「利益アップのコツ」はフォアボールを選べるかどうかにある

今年のジャイアンツのキャンプに松井秀喜が来た時、近々にもメジャー挑戦をする予定の岡本和真にアドバイスを送っていた。

 

松井は岡本のここ数年の成績を全て確認したとの事。当然素晴らしい数字が並んでいるのだが、ただ1点、松井が「問題」と感じる指標があった。ジャイアンツ時代の松井と比較しても明らかに劣る数字、それが「フォアボール」の数だ。

 

松井は年間100個以上のフォアボールを選んでいたが、岡本は年間で70個付近の数字が並んでいる。松井から3割近くも少ない数字だ。

 

近年の岡本はホームランも打点も常にリーグの1位~2位。ここ最近は毎年村上と競っている。しかし打率に関してはなかなか及んでいなかった。その答えはそこにあるという事だ。

 

又、松井はジャイアンツ時代、「追い込まれたらフォアボールを狙っていた」と思いもよらぬ事をここで言っていた。当時「ツーストライクに追い込まれるのは怖くない」と松井が言っていたのは覚えているが、その真意がフォアボール狙いにあるとは思ってもいなかった。
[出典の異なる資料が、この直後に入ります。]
//! Dashboard entry point
//!
//! Parses arguments and dispatches via `cli::run`; errors go to stderr and
//! the process exits non-zero.

use aw_dashboard::cli;

fn main() {
    if let Err(e) = cli::run() {
        eprintln!("{}", e);
        std::process::exit(1);
    }
}
//! # Page Handlers
//!
//! One module per page. Every handler has the same shape:
//!
//! - `submit` (POST): validate field shape, run at most one existence check
//!   and one stored computation (or one UPDATE), flash the outcome, and
//!   redirect back to the page. Invalid input never reaches the database.
//! - `load` (GET): run the page's report queries in a fixed order. The first
//!   failure stops the remaining queries and flashes one error; sections not
//!   fetched stay empty.
//!
//! Handlers never touch HTTP types; they take a `RequestDb`, the parsed form
//! and the flash queue, and return a `PageOutcome`.

use std::collections::HashMap;

use crate::db::RowSet;
use crate::translate::OptionalObject;

pub mod consumers;
pub mod search;
pub mod vendors;
pub mod warehouse;

/// Raw form fields of one POST request
pub type FormValues = HashMap<String, String>;

/// Field carrying the submitted form's identity
pub const FORM_NAME_FIELD: &str = "form_name";

/// Flash shown when the request could not obtain a database connection
pub const NO_DATABASE: &str = "Could not connect to the database.";

pub const HOME_PATH: &str = "/";

/// What the HTTP layer should do with a handled request
#[derive(Debug, Clone, PartialEq)]
pub enum PageOutcome {
    /// Redirect (GET) to the given path
    Redirect(&'static str),
    /// Render the page with its data
    Render(Page),
}

/// Data for each renderable page
#[derive(Debug, Clone, PartialEq)]
pub enum Page {
    Home,
    Vendors(vendors::VendorsView),
    Warehouse(warehouse::WarehouseView),
    Search(search::SearchView),
    Consumers(consumers::ConsumersView),
}

/// One report on a page
#[derive(Debug, Clone, PartialEq)]
pub enum Section {
    /// Fetched rows (possibly none, or never fetched)
    Rows(RowSet),
    /// Backing view/table does not exist yet
    Absent(OptionalObject),
}

impl Default for Section {
    fn default() -> Self {
        Section::Rows(Vec::new())
    }
}

impl Section {
    /// Rows of the section, empty when absent
    pub fn rows(&self) -> &[crate::db::ReportRow] {
        match self {
            Section::Rows(rows) => rows,
            Section::Absent(_) => &[],
        }
    }

    pub fn is_absent(&self) -> bool {
        matches!(self, Section::Absent(_))
    }
}

/// Why a form field was rejected
#[derive(Debug, Clone, PartialEq, Eq)]
pub enum FieldError {
    /// Field absent or empty
    Missing,
    /// Field present but not a number; carries the raw text
    Invalid(String),
}

/// The submitted `form_name`, if any
pub fn form_name(form: &FormValues) -> Option<&str> {
    form.get(FORM_NAME_FIELD).map(String::as_str)
}

fn raw_field<'a>(form: &'a FormValues, name: &str) -> Result<&'a str, FieldError> {
    match form.get(name) {
        Some(value) if !value.is_empty() => Ok(value),
        _ => Err(FieldError::Missing),
    }
}

/// Integer field; surrounding whitespace is ignored
pub fn int_field(form: &FormValues, name: &str) -> Result<i64, FieldError> {
    let raw = raw_field(form, name)?;
    raw.trim()
        .parse()
        .map_err(|_| FieldError::Invalid(raw.to_string()))
}

/// Finite decimal field; surrounding whitespace is ignored
pub fn float_field(form: &FormValues, name: &str) -> Result<f64, FieldError> {
    let raw = raw_field(form, name)?;
    match raw.trim().parse::<f64>() {
        Ok(value) if value.is_finite() => Ok(value),
        _ => Err(FieldError::Invalid(raw.to_string())),
    }
}

#[cfg(test)]
mod tests {
    use super::*;

    fn form(pairs: &[(&str, &str)]) -> FormValues {
        pairs
            .iter()
            .map(|(k, v)| (k.to_string(), v.to_string()))
            .collect()
    }

    #[test]
    fn test_int_field() {
        let f = form(&[("id", " 42 "), ("bad", "4x2"), ("empty", "")]);
        assert_eq!(int_field(&f, "id"), Ok(42));
        assert_eq!(int_field(&f, "bad"), Err(FieldError::Invalid("4x2".into())));
        assert_eq!(int_field(&f, "empty"), Err(FieldError::Missing));
        assert_eq!(int_field(&f, "absent"), Err(FieldError::Missing));
    }

    #[test]
    fn test_int_field_rejects_decimals() {
        let f = form(&[("id", "10.5")]);
        assert_eq!(int_field(&f, "id"), Err(FieldError::Invalid("10.5".into())));
    }

    #[test]
    fn test_float_field() {
        let f = form(&[("p", "10.00"), ("neg", "-3"), ("nan", "NaN"), ("inf", "inf")]);
        assert_eq!(float_field(&f, "p"), Ok(10.0));
        assert_eq!(float_field(&f, "neg"), Ok(-3.0));
        assert!(matches!(float_field(&f, "nan"), Err(FieldError::Invalid(_))));
        assert!(matches!(float_field(&f, "inf"), Err(FieldError::Invalid(_))));
    }

    #[test]
    fn test_section_default_is_empty_rows() {
        let section = Section::default();
        assert!(section.rows().is_empty());
        assert!(!section.is_absent());
        assert!(Section::Absent(OptionalObject::PriceAuditTable).rows().is_empty());
    }
}
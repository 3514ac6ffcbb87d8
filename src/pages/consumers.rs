//! # Consumers Page
//!
//! Top customers, average shipping lead time and sales history, plus the
//! average delivery time lookup (`fn_GetAvgProductDeliveryTime`).

use tracing::debug;

use super::{form_name, int_field, FieldError, FormValues, PageOutcome, Section, NO_DATABASE};
use crate::db::{catalog, DbResult, ReportRow, ReportValue, RequestDb, Session};
use crate::flash::FlashQueue;
use crate::translate::{classify_load_error, flash_for};

pub const PATH: &str = "/consumers";
pub const DELIVERY_FORM: &str = "product_delivery_form";

/// Render data; field names are the template keys
#[derive(Debug, Clone, Default, PartialEq)]
pub struct ConsumersView {
    pub top_customers_data: Section,
    /// Single `AvgLeadTime` row; `None` when not fetched
    pub avg_shipping_data: Option<ReportRow>,
    pub sales_history_data: Section,
}

/// Handle a POST to the consumers page
pub async fn submit(db: &mut RequestDb, form: &FormValues, flashes: &mut FlashQueue) -> PageOutcome {
    match form_name(form) {
        Some(DELIVERY_FORM) => delivery_time(db, form, flashes).await,
        other => debug!(form = ?other, "ignoring unknown consumers form"),
    }
    PageOutcome::Redirect(PATH)
}

async fn delivery_time(db: &mut RequestDb, form: &FormValues, flashes: &mut FlashQueue) {
    let product_id = match int_field(form, "product_id_delivery") {
        Ok(id) => id,
        Err(FieldError::Missing) => return flashes.error("Please enter a Product ID."),
        Err(FieldError::Invalid(raw)) => {
            return flashes.error(format!("Invalid Product ID: '{}' is not a number.", raw))
        }
    };

    let Some(session) = db.acquire().await else {
        return flashes.error(NO_DATABASE);
    };

    match checked_delivery_time(session, product_id).await {
        Ok(Some(days)) => flashes.success(format!(
            "Average delivery time for Product {}: {} days",
            product_id, days
        )),
        Ok(None) => flashes.error(format!("Error: Product ID {} does not exist.", product_id)),
        Err(err) => flashes.push(flash_for(&err)),
    }
}

async fn checked_delivery_time(
    session: &mut dyn Session,
    product_id: i64,
) -> DbResult<Option<ReportValue>> {
    if !catalog::product_exists(session, product_id).await? {
        return Ok(None);
    }
    catalog::avg_product_delivery_time(session, product_id)
        .await
        .map(Some)
}

/// Load the consumers page reports
pub async fn load(db: &mut RequestDb, flashes: &mut FlashQueue) -> ConsumersView {
    let mut view = ConsumersView::default();
    let Some(session) = db.acquire().await else {
        flashes.error(NO_DATABASE);
        return view;
    };

    if let Err(err) = fill(session, &mut view).await {
        flashes.push(classify_load_error(&err, "Error loading consumer data", &[]).flash);
    }
    view
}

async fn fill(session: &mut dyn Session, view: &mut ConsumersView) -> DbResult<()> {
    view.top_customers_data = Section::Rows(catalog::report(session, catalog::TOP_CUSTOMERS).await?);
    view.avg_shipping_data = catalog::report_row(session, catalog::AVG_SHIPPING_LEAD_TIME).await?;
    view.sales_history_data = Section::Rows(catalog::report(session, catalog::SALES_HISTORY).await?);
    Ok(())
}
追い込まれてもホームランは打てる、と豪語していただけなのかと思っていたが、全くそうではなかった。ジャイアンツ時代後半の松井は常に三冠王に近い状態に位置していた。その背景はフォアボール狙いにあり、その結果として打率が上がっていたのだ。ホームランを打てば打点は上がる、そしてフォアボールを増やせば打率が上がる。やはり非凡な人は「考え方」と「思い切り」が違うのだと改めて思った。

 

経営においてフォアボールとは何か?それは「受注の見送り」に他ならない。

 

建設業界においては売上のための受注や、同業にその仕事を取られたくない為の意地の受注がよく見られる。しかし最近、全く他業種の方々の相談に乗っていると、どの業界どの業種でも薄利の仕事は「売上」が立ち、そのためにはそこを見送る事ができなくなっている会社が多い事が分かった。もうほぼ全ての会社が、少なからずそういう顧客との付き合いを続けているのではないだろうか。

 

薄利でも少なからず利益はある、薄利でも工場は稼働する、薄利でもないよりはマシ、長い取引先なのでいくら薄利でもやめられない、経営者の方々が皆そう思っている事は概ね間違いない。その仕事がなくなったら、社員が暇になってしまうから、いや実際はそんな事は全くない。薄利の仕事は売上が大きい為、社員の労力が多数取られる。よって、それさえやらなければ多くの人員が別の業務に使えるようになってくる。

 

ここで話は先日のブログにも繋がるのだが、要は自社にとって利益の上がる「いい仕事を取れば」いいだけだ。いい仕事などそんなにない?それはまずは人員の余裕を持たせてから言った方がいいと思う。そもそも人手不足人手不足と世の中全部で騒いでいるではないか。そんなに忙しいなら、まずは売上は大きいが薄利の仕事をしなければいいだけなのだ。そうすれば人手不足など一瞬で解消される。これが要は「フォアボールを選ぶ」経営だ。

 

しかしほとんどの経営者の方々は、改めてそれぞれの会社の事情を持ち出して来られる。そしてその仕事をやらねばならない理由をひたすら挙げてこられる。よってその「考え方」を変えられるかどうかに全てがかかっているという事だ。

 

「人手不足を解消し、自社の利益を大きく上げる」など簡単にできる訳ではない。しかしその気になれば超簡単にできる。難しいのは経営者の方の考え方やバイアスを解かねばならないという事だ。それこそが最大の問題であり、簡単ではない事そのものなのだ。

 

私の顧問先の経営者の方で、私との付き合いがもう何年もある経営者の方でも、未だになかなかその考えを払しょくできない人も何人かいる。言い方は悪いが、目を離すとすぐに「変な仕事(薄利の仕事)」を受注してくる。「これ何ですか?」と私が聞くと、一生懸命にその仕事を受注せざるを得なかった理由を説明してくる。そして私はまた懇々とその経営者の方に説明し、一生懸命に諭す。それを繰り返している会社もある位だ。

 

自身の本質や考え方は簡単には変えられない。そういう私も自身の本質はなかなか変えられないだろう。しかし、経営の為、社員の為、そして会社存続の為にはそこを打ち破らなければならない時もある。人手不足全盛の今がまさにその時だ。そんな時のためのヘッドコーチとして、私がいると思っている。

 

 

 

「建設業のための経営改善バイブル」(第5版御礼) 

「粗利だけ見ろ」(第6版御礼) 

「建設業経営 利益最大化の法則」(第2版御礼)

「粗利至上主義」(第2版御礼)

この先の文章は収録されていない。